Kentucky Police Officer Returns to Work After Being Suspended for Praying

Kentucky Police Officer Returns to Work After Being Suspended for Praying

June 24, 2021
Life
June 24, 2021

Kentucky Police Officer Returns to Work After Being Suspended for Praying

A Kentucky police officer will return to work after the Louisville Metro Police Department confirmed that it will not formally discipline him for quietly praying the rosary in front of a Louisville abortion clinic last winter while off-duty.

On February 20, 2021, before dawn on a Saturday morning, the officer quietly had prayed alone with his father for less than an hour in front of the EMW Women’s Surgical Center. (The officer’s name has not been publicly revealed.)

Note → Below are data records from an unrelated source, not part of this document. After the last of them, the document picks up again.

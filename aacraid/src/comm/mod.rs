//! Host/adapter communication: shared region, queues, FIBs and AIFs.

pub mod aif;
pub mod dispatch;
pub mod fib;
pub mod printf;
pub mod queue;
pub mod region;

pub use aif::{AifCommand, AifHub, ContextError, ContextId};
pub use dispatch::{Dispatcher, FibStats, FibStatsSnapshot, SendError, SendErrorKind, SendOutcome};
pub use fib::{Fib, FibCallback, FibError, FibPool};
pub use printf::PrintfMessage;
pub use queue::{CommQueues, QueueError, QueueId, QueueSlot};
pub use region::{CommInitError, CommLayout, CommRegion};
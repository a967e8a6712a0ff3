//! Shared data types module.
//!
//! Contains all #[repr(C)] structures that live in memory shared with the
//! adapter, plus the command codes and state flags that travel inside them.

pub mod repr_c;

use bitflags::bitflags;

// Re-exports
pub use repr_c::{AacInit, FibHeader, HwFib, HwFibRef, QueueEntry};

bitflags! {
    /// FIB transfer state. Travels in the first header word of every FIB.
    #[derive(Debug, Clone, Copy, PartialEq, Eq, Hash)]
    pub struct XferState: u32 {
        const HOST_OWNED = 1 << 0;
        const ADAPTER_OWNED = 1 << 1;
        const FIB_INITIALIZED = 1 << 2;
        const FIB_EMPTY = 1 << 3;
        const ALLOCATED_FROM_POOL = 1 << 4;
        const SENT_FROM_HOST = 1 << 5;
        const SENT_FROM_ADAPTER = 1 << 6;
        const RESPONSE_EXPECTED = 1 << 7;
        const NO_RESPONSE_EXPECTED = 1 << 8;
        const ADAPTER_PROCESSED = 1 << 9;
        const HOST_PROCESSED = 1 << 10;
        const HIGH_PRIORITY = 1 << 11;
        const NORMAL_PRIORITY = 1 << 12;
        const ASYNC = 1 << 13;
        const PAGE_FILE_IO = 1 << 14;
        const SHUTDOWN_REQUEST = 1 << 15;
        const LAZY_WRITE = 1 << 16;
        const ADAPTER_MICRO_FIB = 1 << 17;
        const BIOS_FIB_PATH = 1 << 18;
        const FAST_RESPONSE_CAPABLE = 1 << 19;
        const API_FIB = 1 << 20;
    }
}

/// Submission priority. Selects which command/response queue pair is used.
#[derive(Debug, Clone, Copy, PartialEq, Eq)]
pub enum Priority {
    Normal,
    High,
}

impl Priority {
    /// The transfer-state flag that tags a FIB with this priority.
    pub fn xfer_flag(self) -> XferState {
        match self {
            Priority::Normal => XferState::NORMAL_PRIORITY,
            Priority::High => XferState::HIGH_PRIORITY,
        }
    }
}

/// `StructType` tag of a well-formed FIB.
pub const FIB_MAGIC: u8 = 0x01;

/// Status word written into the payload of a successfully handled FIB.
pub const ST_OK: u32 = 0;

/// FIB command codes.
pub mod command {
    pub const TEST_COMMAND: u16 = 1;
    pub const TEST_ADAPTER_COMMAND: u16 = 2;
    pub const NU_FILE_SYSTEM: u16 = 300;
    pub const CONTAINER_COMMAND: u16 = 500;
    pub const CONTAINER_COMMAND_64: u16 = 501;
    pub const RAW_IO: u16 = 502;
    pub const AIF_REQUEST: u16 = 700;
    pub const CHECK_REVISION: u16 = 701;
    pub const FSA_HOST_SHUTDOWN: u16 = 702;
    pub const REQUEST_ADAPTER_INFO: u16 = 703;
    pub const IS_ADAPTER_PAUSED: u16 = 704;
    pub const SEND_HOST_TIME: u16 = 705;
}

/// Container (`VM_*`) sub-commands carried in a `CONTAINER_COMMAND` payload.
pub mod container {
    pub const VM_NULL: u32 = 0;
    pub const VM_NAME_SERVE: u32 = 1;
    pub const VM_CONTAINER_CONFIG: u32 = 2;
    pub const VM_IOCTL: u32 = 3;
    pub const VM_FILESYSTEM_IOCTL: u32 = 4;
    pub const VM_CLOSE_ALL: u32 = 5;

    /// Container id meaning "every container".
    pub const ALL_CONTAINERS: u32 = 0xffff_ffff;
}

/// Synchronous (mailbox) command codes.
pub mod sync_command {
    pub const BREAKPOINT_REQUEST: u32 = 0x0000_0004;
    pub const INIT_STRUCT_BASE_ADDRESS: u32 = 0x0000_0005;
    pub const READ_PERMANENT_PARAMETERS: u32 = 0x0000_000a;
    pub const WRITE_PERMANENT_PARAMETERS: u32 = 0x0000_000b;
    pub const SEND_SYNCHRONOUS_FIB: u32 = 0x0000_000c;
    pub const HOST_CRASHING: u32 = 0x0000_000d;
    pub const COMMAND_POST_RESULTS: u32 = 0x0000_0014;
    pub const GET_ADAPTER_PROPERTIES: u32 = 0x0000_0019;
}

/// Firmware status bits reported in mailbox 7.
pub mod fw_status {
    pub const SELF_TEST_FAILED: u32 = 0x0000_0004;
    pub const MONITOR_PANIC: u32 = 0x0000_0020;
    pub const KERNEL_UP_AND_RUNNING: u32 = 0x0000_0080;
    pub const KERNEL_PANIC: u32 = 0x0000_0100;
}

/// Adapter printf severity levels.
pub const LOG_AAC_INFO: u16 = 100;
pub const LOG_AAC_HIGH_ERROR: u16 = 200;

Shortly after starting his regular patrol duty later that morning, the officer was ordered to return to his division’s office, where he was placed on administrative leave with pay, pending an investigation. The decorated 13-year veteran, with no prior disciplinary violations and a wife and four young children to support, had remained on indefinite leave.

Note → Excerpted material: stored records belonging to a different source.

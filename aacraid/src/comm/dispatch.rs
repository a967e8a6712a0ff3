//! FIB dispatch: submission, completion and the response path.
//!
//! # FIB lifetime
//! ```text
//!   Idle ──fib_send──▶ Submitted ──response──▶ Completed
//!                          │
//!                          └──wait deadline──▶ TimedOut (parked on free)
//! ```
//!
//! Host FIBs are identified on the wire by `index << 2`; bit 0 of a
//! response address flags a fast response (status OK, payload untouched).

use std::sync::atomic::{AtomicU64, Ordering};
use std::sync::Arc;

use log::{error, warn};
use thiserror::Error;

use super::aif::AifHub;
use super::fib::{Fib, FibCallback, FibError, FibPool};
use super::printf;
use super::queue::{CommQueues, QueueId};
use super::region::CommRegion;
use crate::config::AdapterConfig;
use crate::driver::{AdapterTransport, HostDoorbell};
use crate::types::repr_c::FIB_HEADER_SIZE;
use crate::types::{command, HwFibRef, Priority, QueueEntry, XferState, FIB_MAGIC, ST_OK};

/// Response address bit marking a fast response.
const FAST_RESPONSE: u32 = 0x01;

// ═══════════════════════════════════════════════════════════════════════════
// SEND RESULTS
// ═══════════════════════════════════════════════════════════════════════════

/// Why `fib_send` refused or gave up on a FIB.
#[derive(Debug, Clone, Copy, PartialEq, Eq, Error)]
pub enum SendErrorKind {
    /// The FIB is not host owned (already submitted?).
    #[error("FIB is not host owned")]
    Busy,
    /// Unsupported wait/reply combination.
    #[error("invalid wait/reply combination")]
    InvalidArgument,
    /// Payload plus header exceeds the FIB capacity.
    #[error("payload exceeds FIB capacity")]
    MessageTooLarge,
    /// The command queue stayed full.
    #[error("command queue full")]
    WouldBlock,
    /// No response before the wait deadline.
    #[error("no response before deadline")]
    TimedOut,
}

/// A failed send. Carries the FIB back to the caller.
#[derive(Debug, Error)]
#[error("fib_send failed: {kind}")]
pub struct SendError {
    pub kind: SendErrorKind,
    pub fib: Fib,
}

impl SendError {
    pub fn into_fib(self) -> Fib {
        self.fib
    }
}

/// A successful send.
#[derive(Debug)]
pub enum SendOutcome {
    /// Synchronous round trip done; the FIB holds the response.
    Completed(Fib),
    /// Submitted; the callback receives the FIB with the response.
    InProgress,
    /// Submitted; no response will come.
    Queued,
}

// ═══════════════════════════════════════════════════════════════════════════
// STATISTICS
// ═══════════════════════════════════════════════════════════════════════════

/// Per-adapter FIB counters.
#[derive(Debug, Default)]
pub struct FibStats {
    fibs_sent: AtomicU64,
    normal_sent: AtomicU64,
    async_sent: AtomicU64,
    no_response_sent: AtomicU64,
    normal_received: AtomicU64,
    async_received: AtomicU64,
    no_response_received: AtomicU64,
    aifs_received: AtomicU64,
    dropped_responses: AtomicU64,
    timeouts: AtomicU64,
}

/// Point-in-time copy of [`FibStats`].
#[derive(Debug, Clone, Copy, Default, PartialEq, Eq)]
pub struct FibStatsSnapshot {
    pub fibs_sent: u64,
    pub normal_sent: u64,
    pub async_sent: u64,
    pub no_response_sent: u64,
    pub normal_received: u64,
    pub async_received: u64,
    pub no_response_received: u64,
    pub aifs_received: u64,
    pub dropped_responses: u64,
    pub timeouts: u64,
}

#[inline]
fn bump(counter: &AtomicU64) {
    counter.fetch_add(1, Ordering::Relaxed);
}

impl FibStats {
    pub fn snapshot(&self) -> FibStatsSnapshot {
        let get = |c: &AtomicU64| c.load(Ordering::Relaxed);
        FibStatsSnapshot {
            fibs_sent: get(&self.fibs_sent),
            normal_sent: get(&self.normal_sent),
            async_sent: get(&self.async_sent),
            no_response_sent: get(&self.no_response_sent),
            normal_received: get(&self.normal_received),
            async_received: get(&self.async_received),
            no_response_received: get(&self.no_response_received),
            aifs_received: get(&self.aifs_received),
            dropped_responses: get(&self.dropped_responses),
            timeouts: get(&self.timeouts),
        }
    }

    pub(crate) fn record_aif(&self) {
        bump(&self.aifs_received);
    }
}

// ═══════════════════════════════════════════════════════════════════════════
// DISPATCHER
// ═══════════════════════════════════════════════════════════════════════════

/// Protocol state of one attached adapter.
pub struct Dispatcher {
    transport: Arc<dyn AdapterTransport>,
    comm: CommRegion,
    pool: FibPool,
    config: AdapterConfig,
    stats: FibStats,
    aif: AifHub,
}

impl Dispatcher {
    pub fn new(
        transport: Arc<dyn AdapterTransport>,
        comm: CommRegion,
        pool: FibPool,
        config: AdapterConfig,
    ) -> Self {
        Self {
            transport,
            comm,
            pool,
            aif: AifHub::new(&config),
            config,
            stats: FibStats::default(),
        }
    }

    #[inline]
    pub fn transport(&self) -> &dyn AdapterTransport {
        self.transport.as_ref()
    }

    #[inline]
    pub fn comm(&self) -> &CommRegion {
        &self.comm
    }

    #[inline]
    pub fn queues(&self) -> &CommQueues {
        self.comm.queues()
    }

    #[inline]
    pub fn pool(&self) -> &FibPool {
        &self.pool
    }

    #[inline]
    pub fn config(&self) -> &AdapterConfig {
        &self.config
    }

    #[inline]
    pub fn stats(&self) -> &FibStats {
        &self.stats
    }

    #[inline]
    pub fn aif(&self) -> &AifHub {
        &self.aif
    }

    pub fn fib_alloc(&self) -> Result<Fib, FibError> {
        self.pool.alloc()
    }

    pub fn fib_init(&self, fib: &Fib) {
        self.pool.init(fib)
    }

    pub fn fib_free(&self, fib: Fib) {
        self.pool.free(fib)
    }

    /// Volatile view of a FIB's hardware half.
    pub fn hw(&self, fib: &Fib) -> HwFibRef {
        self.pool.hw(fib)
    }

    /// Submit a host FIB on the command queue of `priority`.
    ///
    /// | wait | reply | behaviour                                   |
    /// |------|-------|---------------------------------------------|
    /// | yes  | yes   | block for the response, up to the deadline  |
    /// | no   | yes   | return `InProgress`, callback gets the FIB  |
    /// | no   | no    | return `Queued`, FIB freed on completion    |
    /// | yes  | no    | `InvalidArgument`                           |
    ///
    /// An asynchronous reply without a callback is rejected, since nobody
    /// could take the FIB back. A FIB whose earlier wait timed out is
    /// `Busy` until it goes through `fib_complete`. Every error hands the
    /// FIB back untouched.
    #[allow(clippy::too_many_arguments)]
    pub fn fib_send(
        &self,
        command: u16,
        fib: Fib,
        size: u16,
        priority: Priority,
        wait: bool,
        reply: bool,
        callback: Option<FibCallback>,
    ) -> Result<SendOutcome, SendError> {
        if self.pool.is_timed_out(fib.index()) {
            // The adapter may still answer the abandoned command.
            return Err(SendError { kind: SendErrorKind::Busy, fib });
        }

        let hw = self.pool.hw(&fib);
        let original = hw.xfer_state();

        if !original.contains(XferState::HOST_OWNED) {
            return Err(SendError { kind: SendErrorKind::Busy, fib });
        }

        let mode = match (wait, reply) {
            (true, false) => {
                return Err(SendError { kind: SendErrorKind::InvalidArgument, fib });
            }
            (false, true) if callback.is_none() => {
                return Err(SendError { kind: SendErrorKind::InvalidArgument, fib });
            }
            (false, true) => XferState::ASYNC | XferState::RESPONSE_EXPECTED,
            (false, false) => XferState::NO_RESPONSE_EXPECTED,
            (true, true) => XferState::RESPONSE_EXPECTED,
        };

        let total = FIB_HEADER_SIZE + size as usize;
        if total > hw.sender_size() as usize {
            return Err(SendError { kind: SendErrorKind::MessageTooLarge, fib });
        }

        let index = fib.index();
        hw.set_xfer_state(original | mode | XferState::SENT_FROM_HOST | priority.xfer_flag());
        hw.set_sender_fib_address(index << 2);
        hw.set_sender_data(index);
        hw.set_command(command);
        hw.set_flags(0);
        hw.set_size(total as u16);

        let queue = match priority {
            Priority::Normal => QueueId::AdapNormCmd,
            Priority::High => QueueId::AdapHighCmd,
        };
        let entry = QueueEntry {
            size: total as u32,
            addr: self.pool.hw_bus(&fib) as u32,
        };

        self.pool.completion(index).reset();
        self.pool.set_callback(&fib, if wait { None } else { callback });

        let slot = match self.queues().queue_get(queue, entry, self.config.timeouts.queue_full()) {
            Ok(slot) => slot,
            Err(e) => {
                warn!("[aacraid] fib_send: {}", e);
                hw.set_xfer_state(original);
                self.pool.set_callback(&fib, None);
                return Err(SendError { kind: SendErrorKind::WouldBlock, fib });
            }
        };

        self.queues().pending_push(queue, index);
        bump(&self.stats.fibs_sent);
        bump(match (wait, reply) {
            (true, _) => &self.stats.normal_sent,
            (false, true) => &self.stats.async_sent,
            (false, false) => &self.stats.no_response_sent,
        });

        // From here on an asynchronous FIB belongs to the response path.
        slot.insert(self.transport());

        if !wait {
            return Ok(if reply {
                SendOutcome::InProgress
            } else {
                SendOutcome::Queued
            });
        }

        if self.pool.completion(index).wait_timeout(self.config.timeouts.fib_response()) {
            Ok(SendOutcome::Completed(fib))
        } else {
            warn!("[aacraid] FIB {} command {:#x} timed out", index, command);
            bump(&self.stats.timeouts);
            self.pool.mark_timed_out(&fib);
            Err(SendError { kind: SendErrorKind::TimedOut, fib })
        }
    }

    /// Finish a host-originated FIB and return it to the pool.
    ///
    /// A FIB with a corrupt header or an unexpected state is parked rather
    /// than reused.
    pub fn fib_complete(&self, fib: Fib) -> Result<(), FibError> {
        let hw = self.pool.hw(&fib);
        let state = hw.xfer_state();

        if state.is_empty() {
            self.pool.free(fib);
            return Ok(());
        }
        if hw.struct_type() != FIB_MAGIC {
            self.pool.quarantine(fib);
            return Err(FibError::BadMagic);
        }
        if state.intersects(XferState::SENT_FROM_HOST | XferState::HOST_OWNED) {
            hw.set_raw_xfer_state(0);
            self.pool.free(fib);
            Ok(())
        } else {
            self.pool.quarantine(fib);
            Err(FibError::InvalidState { state: state.bits() })
        }
    }

    /// Acknowledge an adapter-originated FIB on the matching response queue.
    ///
    /// `size` is the payload size of the answer; zero leaves the size field
    /// as the adapter sent it.
    pub fn fib_adapter_complete(&self, hw: HwFibRef, size: u16) -> Result<(), FibError> {
        let state = hw.xfer_state();
        if state.is_empty() {
            return Ok(());
        }
        if hw.struct_type() != FIB_MAGIC {
            return Err(FibError::BadMagic);
        }
        if !state.contains(XferState::SENT_FROM_ADAPTER) {
            if state.contains(XferState::SENT_FROM_HOST) {
                // The host gave up on this FIB; nothing to answer.
                return Ok(());
            }
            warn!("[aacraid] fib_adapter_complete: unknown XferState {:#x}", state.bits());
            return Err(FibError::InvalidState { state: state.bits() });
        }

        hw.insert_xfer_state(XferState::HOST_PROCESSED);
        if size != 0 {
            let total = FIB_HEADER_SIZE + size as usize;
            let max = hw.sender_size() as usize;
            if total > max {
                return Err(FibError::MessageTooLarge { size: total, max });
            }
            hw.set_size(total as u16);
        }

        let queue = if state.contains(XferState::HIGH_PRIORITY) {
            QueueId::AdapHighResp
        } else {
            QueueId::AdapNormResp
        };
        let sender = hw.sender_fib_address();
        hw.set_receiver_fib_address(sender);
        let entry = QueueEntry {
            size: hw.size() as u32,
            addr: sender,
        };

        let slot = self.queues().queue_get(queue, entry, self.config.timeouts.queue_full())?;
        slot.insert(self.transport());
        Ok(())
    }

    /// Drain the host normal response queue.
    pub fn response_normal(&self) {
        let queues = self.queues();
        while let Some(entry) = queues.consumer_get(QueueId::HostNormResp) {
            queues.consumer_free(QueueId::HostNormResp, self.transport());
            self.complete_response(entry);
        }
    }

    fn complete_response(&self, entry: QueueEntry) {
        let fast = entry.addr & FAST_RESPONSE != 0;
        let index = entry.addr >> 2;

        let Some(hw) = self.pool.hw_at(index) else {
            error!("[aacraid] response for FIB index {} out of range", index);
            bump(&self.stats.dropped_responses);
            return;
        };
        let state = hw.xfer_state();
        let issued_on = if state.contains(XferState::HIGH_PRIORITY) {
            QueueId::AdapHighCmd
        } else {
            QueueId::AdapNormCmd
        };
        if !self.queues().pending_remove(issued_on, index) {
            warn!("[aacraid] response for FIB {} which is not in flight", index);
            bump(&self.stats.dropped_responses);
            return;
        }

        if fast {
            hw.insert_xfer_state(XferState::ADAPTER_PROCESSED);
            hw.set_data_u32(0, ST_OK);
        }
        if hw.command() == command::NU_FILE_SYSTEM && hw.data_u32(0) & 0xffff_0000 != 0 {
            hw.set_data_u32(0, ST_OK);
        }

        if state.intersects(XferState::NO_RESPONSE_EXPECTED | XferState::ASYNC) {
            if state.contains(XferState::NO_RESPONSE_EXPECTED) {
                bump(&self.stats.no_response_received);
            } else {
                bump(&self.stats.async_received);
            }
            let fib = Fib::reclaim(index);
            match self.pool.take_callback(index) {
                Some(callback) => callback(fib),
                None => {
                    if let Err(e) = self.fib_complete(fib) {
                        warn!("[aacraid] completing FIB {}: {}", index, e);
                    }
                }
            }
        } else {
            bump(&self.stats.normal_received);
            self.pool.completion(index).complete();
        }
    }

    /// New adapter-initiated traffic: hand it to the AIF worker.
    pub fn command_normal(&self) {
        self.aif.wake();
    }

    /// Act on one acknowledged doorbell.
    pub fn handle_doorbell(&self, doorbell: HostDoorbell) {
        match doorbell {
            HostDoorbell::PrintfReady(value) => {
                printf::adapter_printf(&self.comm, self.transport(), value);
            }
            HostDoorbell::CommandReady => self.command_normal(),
            HostDoorbell::ResponseReady => self.response_normal(),
            HostDoorbell::CommandNotFull | HostDoorbell::ResponseNotFull => {
                self.queues().signal_space();
            }
        }
    }
}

“We are happy for the officer that the Louisville Police Department finally did the right thing and put a good policeman back on the streets,” said Thomas More Society attorney Matt Heffron. “But it is astounding to those of us defending him – shocking actually – that the police department would treat a hardworking, loyal officer this way. They left him twisting in the wind for four months because of off-duty prayer.”

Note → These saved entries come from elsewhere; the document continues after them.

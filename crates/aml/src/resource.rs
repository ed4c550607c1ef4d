//! Interpreter configuration and cooperative resource limits (SPEC_FULL
//! §4.3), grounded on `ouros::resource::ResourceLimits` but re-aimed at a
//! tree-walking evaluator: a statement counter driving an optional
//! micro-yield (recovered from the reference's `configure_micro_yield`/
//! `disable_micro_yield`), a call-stack depth guard, and a single shared
//! cancellation flag (recovered from the reference's `cancel`/
//! `reset_cancel`). Cancellation is checked at statement and loop
//! boundaries only — it never preempts an in-flight host call.

use std::path::PathBuf;
use std::sync::atomic::{AtomicBool, AtomicU64, AtomicUsize, Ordering};
use std::sync::{Arc, Mutex};
use std::time::Duration;

use crate::error::AmlError;

pub const DEFAULT_MAX_RECURSION_DEPTH: usize = 512;
pub const DEFAULT_MICRO_YIELD_EVERY: u64 = 1024;
pub const MODULE_CACHE_CLEAR_THRESHOLD: usize = 256;

#[derive(Debug, Clone)]
pub struct InterpreterConfig {
    /// Statements between cooperative micro-yields. `0` disables yielding
    /// entirely (`disable_micro_yield` in the reference).
    pub micro_yield_every: u64,
    /// How long to sleep at each micro-yield point; `Duration::ZERO` yields
    /// the OS scheduler (`thread::yield_now`) instead of sleeping.
    pub micro_yield_sleep: Duration,
    pub max_recursion_depth: usize,
    pub search_paths: Vec<PathBuf>,
    pub cache_dir_name: String,
}

impl Default for InterpreterConfig {
    fn default() -> Self {
        Self {
            micro_yield_every: DEFAULT_MICRO_YIELD_EVERY,
            micro_yield_sleep: Duration::ZERO,
            max_recursion_depth: DEFAULT_MAX_RECURSION_DEPTH,
            search_paths: Vec::new(),
            cache_dir_name: ".aml_cache".to_owned(),
        }
    }
}

/// Per-interpreter-instance mutable resource state: the statement counter,
/// the call-depth counter, and the cancellation flag. Shared across
/// `spawn`ed task threads via `Arc` so cancelling the embedder's handle
/// stops every in-flight task too.
pub struct ResourceTracker {
    config: InterpreterConfig,
    extra_search_paths: Mutex<Vec<PathBuf>>,
    cancelled: Arc<AtomicBool>,
    statement_count: AtomicU64,
    call_depth: AtomicUsize,
}

impl ResourceTracker {
    pub fn new(config: InterpreterConfig) -> Self {
        Self {
            config,
            extra_search_paths: Mutex::new(Vec::new()),
            cancelled: Arc::new(AtomicBool::new(false)),
            statement_count: AtomicU64::new(0),
            call_depth: AtomicUsize::new(0),
        }
    }

    pub fn config(&self) -> &InterpreterConfig {
        &self.config
    }

    /// Every configured search path plus any added at runtime via
    /// `Interpreter::add_aml_search_path`, in the order they should be tried.
    pub fn search_paths(&self) -> Vec<PathBuf> {
        let mut paths = self.config.search_paths.clone();
        paths.extend(self.extra_search_paths.lock().unwrap().iter().cloned());
        paths
    }

    pub fn add_search_path(&self, dir: PathBuf) {
        self.extra_search_paths.lock().unwrap().push(dir);
    }

    pub fn cancellation_flag(&self) -> Arc<AtomicBool> {
        self.cancelled.clone()
    }

    pub fn cancel(&self) {
        self.cancelled.store(true, Ordering::SeqCst);
    }

    pub fn reset_cancel(&self) {
        self.cancelled.store(false, Ordering::SeqCst);
    }

    pub fn is_cancelled(&self) -> bool {
        self.cancelled.load(Ordering::SeqCst)
    }

    /// Called once per executed statement. Returns `Cancelled` if the
    /// embedder cancelled execution since the last check; otherwise may
    /// block briefly for the configured micro-yield.
    pub fn check_statement(&self) -> Result<(), AmlError> {
        if self.is_cancelled() {
            return Err(AmlError::cancelled());
        }
        if self.config.micro_yield_every > 0 {
            let n = self.statement_count.fetch_add(1, Ordering::Relaxed) + 1;
            if n % self.config.micro_yield_every == 0 {
                if self.config.micro_yield_sleep.is_zero() {
                    std::thread::yield_now();
                } else {
                    std::thread::sleep(self.config.micro_yield_sleep);
                }
            }
        }
        Ok(())
    }

    /// Increments the call-depth counter for the duration of a function
    /// call, erroring instead of letting a runaway recursive `func`
    /// overflow the host stack.
    pub fn enter_call(&self, function: &str, line: u32, column: u32) -> Result<CallGuard<'_>, AmlError> {
        let depth = self.call_depth.fetch_add(1, Ordering::SeqCst) + 1;
        if depth > self.config.max_recursion_depth {
            self.call_depth.fetch_sub(1, Ordering::SeqCst);
            return Err(AmlError::recursion_limit_exceeded(function, self.config.max_recursion_depth, line, column));
        }
        Ok(CallGuard { tracker: self })
    }
}

pub struct CallGuard<'a> {
    tracker: &'a ResourceTracker,
}

impl Drop for CallGuard<'_> {
    fn drop(&mut self) {
        self.tracker.call_depth.fetch_sub(1, Ordering::SeqCst);
    }
}

#[cfg(test)]
mod tests {
    use super::*;

    #[test]
    fn cancellation_flag_is_observed_by_check_statement() {
        let tracker = ResourceTracker::new(InterpreterConfig::default());
        tracker.cancel();
        assert!(tracker.check_statement().is_err());
        tracker.reset_cancel();
        assert!(tracker.check_statement().is_ok());
    }

    #[test]
    fn recursion_past_the_limit_errors_and_unwinds_the_depth_counter() {
        let mut config = InterpreterConfig::default();
        config.max_recursion_depth = 2;
        let tracker = ResourceTracker::new(config);
        let _g1 = tracker.enter_call("f", 1, 1).unwrap();
        let _g2 = tracker.enter_call("f", 1, 1).unwrap();
        assert!(tracker.enter_call("f", 1, 1).is_err());
    }
}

LMPD sent the officer notices of potential violations of LMPD’s Standard Operating Procedures and a Kentucky statute.

“None of the officer’s off-duty prayer was covered by the LMPD allegations, and any formal punishment, under these circumstances, would violate his First Amendment rights,” Heffron said.

In March, the Thomas More Society, working with Louisville attorney Blaine Blood, sent to LMPD a detailed analysis of applicable provisions of the collective bargaining agreement, the LMPD Standard Operating Procedures and the First Amendment, requesting that the matter be resolved quickly and that the officer be allowed to return to work. The attorneys also sent an open-records request to LMPD and confirmed that the department has not taken disciplinary action against on-duty, uniformed officers who marched with Black Lives Matter protestors and in LBGT parades.

“The facts have been undisputed from the start – the whole event was captured on the abortion clinic’s security video,” said Heffron. “It showed two men, nondescriptly dressed, walking quietly back and forth as they said the rosary. The abortion clinic was closed and the street in front of it was practically deserted.”

“It was quickly clear to our lawyers, LMPD did not have a foot to stand on,” said Heffron. “It’s too bad it took LMPD four months to figure it out.”